The Shootings at Grand Rapids High School

Wednesday, October 5, 1966

As the 40th anniversary the Grand Rapids High School shooting approached, I received an e-mail from Survivor Kevin Roth.  He asked me to post the following news story so that you, my visitor, can see how being a Survivor of a school shooting is something you don't outgrow.  I hope his words help us all to see what it is like to be a school shooting Survivor.  The news story was written by John Welbes of the Pioneer Press and first published on Sunday, November 2, 2003.


Published on 11/02/2003

Byline: By John Welbes, Pioneer Press

Each time Kevin Roth hears of a school shooting, it sends him back to a place he can't put in the past.

The day is Oct. 5, 1966. Roth, age 14, is standing outside Grand Rapids High School smoking with friends on a cold morning. He looks up to see a classmate approaching, gun in hand. Seconds later, he's staggered by the pain of a bullet tearing into his chest.

Roth's parents were told he would likely die. A priest at the hospital said last rites. But it was the day's other victim, an administrator who rushed to help, who took the second bullet and became the first to die in a Minnesota school shooting.
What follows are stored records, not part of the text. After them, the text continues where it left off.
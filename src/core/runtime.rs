//! Queue runtime command router.
//!
//! A single task owns the [`QueueManager`] and processes user commands and
//! adapter events strictly one after another. Front ends talk to it through a
//! cloneable [`QueueRuntimeHandle`].

use std::sync::Arc;

use tokio::runtime::Handle;
use tokio::sync::{mpsc, oneshot};
use tracing::{debug, info, instrument, warn};

use crate::core::adapter::{AdapterEventReceiver, DownloadAdapter};
use crate::core::manager::{EventReceiver, QueueEvent, QueueManager};
use crate::core::models::{AppError, AppResult, DownloadJob, JobSource, QueueStats};
use crate::core::settings::SettingsSnapshot;

/// Commands understood by the runtime router.
#[derive(Debug)]
pub enum RuntimeCommand {
    Enqueue {
        source: String,
        settings: SettingsSnapshot,
        respond_to: oneshot::Sender<AppResult<String>>,
    },
    StartAll {
        respond_to: oneshot::Sender<usize>,
    },
    Stop {
        respond_to: oneshot::Sender<()>,
    },
    Cancel {
        job_id: String,
        respond_to: oneshot::Sender<AppResult<()>>,
    },
    CancelAll {
        respond_to: oneshot::Sender<usize>,
    },
    Remove {
        job_id: String,
        respond_to: oneshot::Sender<AppResult<DownloadJob>>,
    },
    Retry {
        job_id: String,
        respond_to: oneshot::Sender<AppResult<String>>,
    },
    ClearFinished {
        respond_to: oneshot::Sender<usize>,
    },
    SetConcurrency {
        limit: usize,
        respond_to: oneshot::Sender<()>,
    },
    Jobs {
        respond_to: oneshot::Sender<Vec<DownloadJob>>,
    },
    Stats {
        respond_to: oneshot::Sender<QueueStats>,
    },
    Subscribe {
        respond_to: oneshot::Sender<EventReceiver>,
    },
    Shutdown {
        respond_to: oneshot::Sender<()>,
    },
}

/// Handle exposed to front ends and the rest of the backend.
#[derive(Clone)]
pub struct QueueRuntimeHandle {
    sender: mpsc::Sender<RuntimeCommand>,
    adapter: Arc<dyn DownloadAdapter>,
}

impl QueueRuntimeHandle {
    async fn send_command<T>(
        &self,
        build: impl FnOnce(oneshot::Sender<T>) -> RuntimeCommand,
    ) -> AppResult<T> {
        let (tx, rx) = oneshot::channel();
        self.sender
            .send(build(tx))
            .await
            .map_err(|e| AppError::System(format!("Queue runtime unavailable: {}", e)))?;
        rx.await
            .map_err(|_| AppError::System("Queue runtime dropped response".into()))
    }

    pub async fn enqueue(&self, source: String, settings: SettingsSnapshot) -> AppResult<String> {
        self.send_command(|tx| RuntimeCommand::Enqueue {
            source,
            settings,
            respond_to: tx,
        })
        .await?
    }

    /// Enqueue a source after letting the adapter expand it (playlists become
    /// one job per entry). Expansion runs on the caller's task, outside the
    /// router, so a slow lookup never stalls the queue.
    pub async fn enqueue_resolved(
        &self,
        source: &str,
        settings: SettingsSnapshot,
    ) -> AppResult<Vec<String>> {
        let parsed = JobSource::parse(source)?;
        let entries = if parsed.is_playlist() {
            info!("Fetching entries from playlist: {}", parsed);
            let entries = self.adapter.resolve_entries(&parsed).await?;
            if entries.is_empty() {
                warn!("No entries found in playlist: {}", parsed);
            }
            entries
        } else {
            vec![parsed.as_str().to_string()]
        };

        let mut job_ids = Vec::with_capacity(entries.len());
        for entry in entries {
            match self.enqueue(entry.clone(), Arc::clone(&settings)).await {
                Ok(job_id) => job_ids.push(job_id),
                Err(AppError::InvalidSource(reason)) => {
                    warn!("Skipping playlist entry {}: {}", entry, reason);
                }
                Err(e) => return Err(e),
            }
        }
        Ok(job_ids)
    }

    pub async fn start_all(&self) -> AppResult<usize> {
        self.send_command(|tx| RuntimeCommand::StartAll { respond_to: tx })
            .await
    }

    pub async fn stop(&self) -> AppResult<()> {
        self.send_command(|tx| RuntimeCommand::Stop { respond_to: tx })
            .await
    }

    pub async fn cancel(&self, job_id: String) -> AppResult<()> {
        self.send_command(|tx| RuntimeCommand::Cancel {
            job_id,
            respond_to: tx,
        })
        .await?
    }

    pub async fn cancel_all(&self) -> AppResult<usize> {
        self.send_command(|tx| RuntimeCommand::CancelAll { respond_to: tx })
            .await
    }

    pub async fn remove(&self, job_id: String) -> AppResult<DownloadJob> {
        self.send_command(|tx| RuntimeCommand::Remove {
            job_id,
            respond_to: tx,
        })
        .await?
    }

    pub async fn retry(&self, job_id: String) -> AppResult<String> {
        self.send_command(|tx| RuntimeCommand::Retry {
            job_id,
            respond_to: tx,
        })
        .await?
    }

    pub async fn clear_finished(&self) -> AppResult<usize> {
        self.send_command(|tx| RuntimeCommand::ClearFinished { respond_to: tx })
            .await
    }

    pub async fn set_concurrency_limit(&self, limit: usize) -> AppResult<()> {
        self.send_command(|tx| RuntimeCommand::SetConcurrency {
            limit,
            respond_to: tx,
        })
        .await
    }

    pub async fn jobs(&self) -> AppResult<Vec<DownloadJob>> {
        self.send_command(|tx| RuntimeCommand::Jobs { respond_to: tx })
            .await
    }

    pub async fn stats(&self) -> AppResult<QueueStats> {
        self.send_command(|tx| RuntimeCommand::Stats { respond_to: tx })
            .await
    }

    pub async fn subscribe(&self) -> AppResult<EventReceiver> {
        self.send_command(|tx| RuntimeCommand::Subscribe { respond_to: tx })
            .await
    }

    /// Resolve once nothing is Pending or Active
    pub async fn wait_until_idle(&self) -> AppResult<QueueStats> {
        let mut events = self.subscribe().await?;
        let stats = self.stats().await?;
        if stats.is_idle() {
            return Ok(stats);
        }

        while let Some(event) = events.recv().await {
            if let QueueEvent::StatsUpdated { stats } = event {
                if stats.is_idle() {
                    return Ok(stats);
                }
            }
        }
        Err(AppError::System(
            "Queue runtime stopped before the queue drained".into(),
        ))
    }

    pub async fn shutdown(&self) -> AppResult<()> {
        self.send_command(|tx| RuntimeCommand::Shutdown { respond_to: tx })
            .await
    }
}

/// Spawn the router loop on the current tokio runtime.
pub fn spawn_queue_runtime(
    manager: QueueManager,
    adapter_events: AdapterEventReceiver,
) -> AppResult<QueueRuntimeHandle> {
    let runtime = Handle::try_current()
        .map_err(|e| AppError::System(format!("No tokio runtime for the queue: {}", e)))?;

    let (tx, rx) = mpsc::channel(256);
    let adapter = manager.adapter();

    runtime.spawn(router_loop(manager, rx, adapter_events));
    info!("[RUNTIME] Queue router spawned");

    Ok(QueueRuntimeHandle {
        sender: tx,
        adapter,
    })
}

async fn router_loop(
    mut manager: QueueManager,
    mut commands: mpsc::Receiver<RuntimeCommand>,
    mut adapter_events: AdapterEventReceiver,
) {
    loop {
        tokio::select! {
            command = commands.recv() => match command {
                Some(RuntimeCommand::Shutdown { respond_to }) => {
                    let cancelled = manager.cancel_all();
                    debug!("[RUNTIME] Shutdown requested, cancelled {} jobs", cancelled);
                    let _ = respond_to.send(());
                    break;
                }
                Some(command) => handle_command(&mut manager, command),
                None => {
                    debug!("[RUNTIME] Command channel closed, exiting router loop");
                    break;
                }
            },
            Some(event) = adapter_events.recv() => {
                manager.handle_adapter_event(event);
            }
        }
    }
}

#[instrument(skip(manager, command), fields(?command))]
fn handle_command(manager: &mut QueueManager, command: RuntimeCommand) {
    match command {
        RuntimeCommand::Enqueue {
            source,
            settings,
            respond_to,
        } => {
            let _ = respond_to.send(manager.enqueue(&source, settings));
        }
        RuntimeCommand::StartAll { respond_to } => {
            let _ = respond_to.send(manager.start_all());
        }
        RuntimeCommand::Stop { respond_to } => {
            manager.stop();
            let _ = respond_to.send(());
        }
        RuntimeCommand::Cancel { job_id, respond_to } => {
            let _ = respond_to.send(manager.cancel(&job_id));
        }
        RuntimeCommand::CancelAll { respond_to } => {
            let _ = respond_to.send(manager.cancel_all());
        }
        RuntimeCommand::Remove { job_id, respond_to } => {
            let _ = respond_to.send(manager.remove(&job_id));
        }
        RuntimeCommand::Retry { job_id, respond_to } => {
            let _ = respond_to.send(manager.retry(&job_id));
        }
        RuntimeCommand::ClearFinished { respond_to } => {
            let _ = respond_to.send(manager.clear_finished());
        }
        RuntimeCommand::SetConcurrency { limit, respond_to } => {
            manager.set_concurrency_limit(limit);
            let _ = respond_to.send(());
        }
        RuntimeCommand::Jobs { respond_to } => {
            let _ = respond_to.send(manager.jobs());
        }
        RuntimeCommand::Stats { respond_to } => {
            let _ = respond_to.send(manager.stats());
        }
        RuntimeCommand::Subscribe { respond_to } => {
            let _ = respond_to.send(manager.subscribe());
        }
        RuntimeCommand::Shutdown { respond_to } => {
            let _ = respond_to.send(());
        }
    }
}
The Grand Rapids shooting is sadly similar to the one five weeks ago at Rocori High in Cold Spring , Minn. In each case, 15-year-old boys, reportedly teased about their looks, pulled the trigger on a .22-caliber handgun, shooting two people.

The stories may end very differently in the justice handed down. The Grand Rapids shooter was sentenced in 1966 as a juvenile and paroled after five years in prison. But the law has a harder edge in 2003. Prosecutors in the Cold Spring case convened a grand jury, which can indict on first-degree murder charges, and indicated they intend to try John Jason McLaughlin, the suspected shooter, as an adult. If found guilty of first-degree murder, he would face a life sentence.

However that turns out, Roth's story from 37 years ago shows it may be a long time before the Cold Spring families find any peace. Roth is still looking.

A few days after Cold Spring, he talked briefly to the parents of Seth Bartell, 14, one of the victims who has since died. With each school shooting he hears of, Roth also questions his role in the teasing that led to the 1966 tragedy.

A few months ago, Roth contacted corrections officials in Minnesota , hoping to find David M. Black Jr., the student who shot him. The call was fueled by "the internal hurt I've dealt with," Roth said. He was unsuccessful. "If he can hear from the victim that I forgive you, maybe he can learn to forgive himself. I don't know why I feel that way. I've been told by many people that I shouldn't."


The Grand Rapids shooting has its roots in teasing that probably had been going on for years, Roth said. And in the summer of 1966, David M. Black Jr. appears to have reached a breaking point.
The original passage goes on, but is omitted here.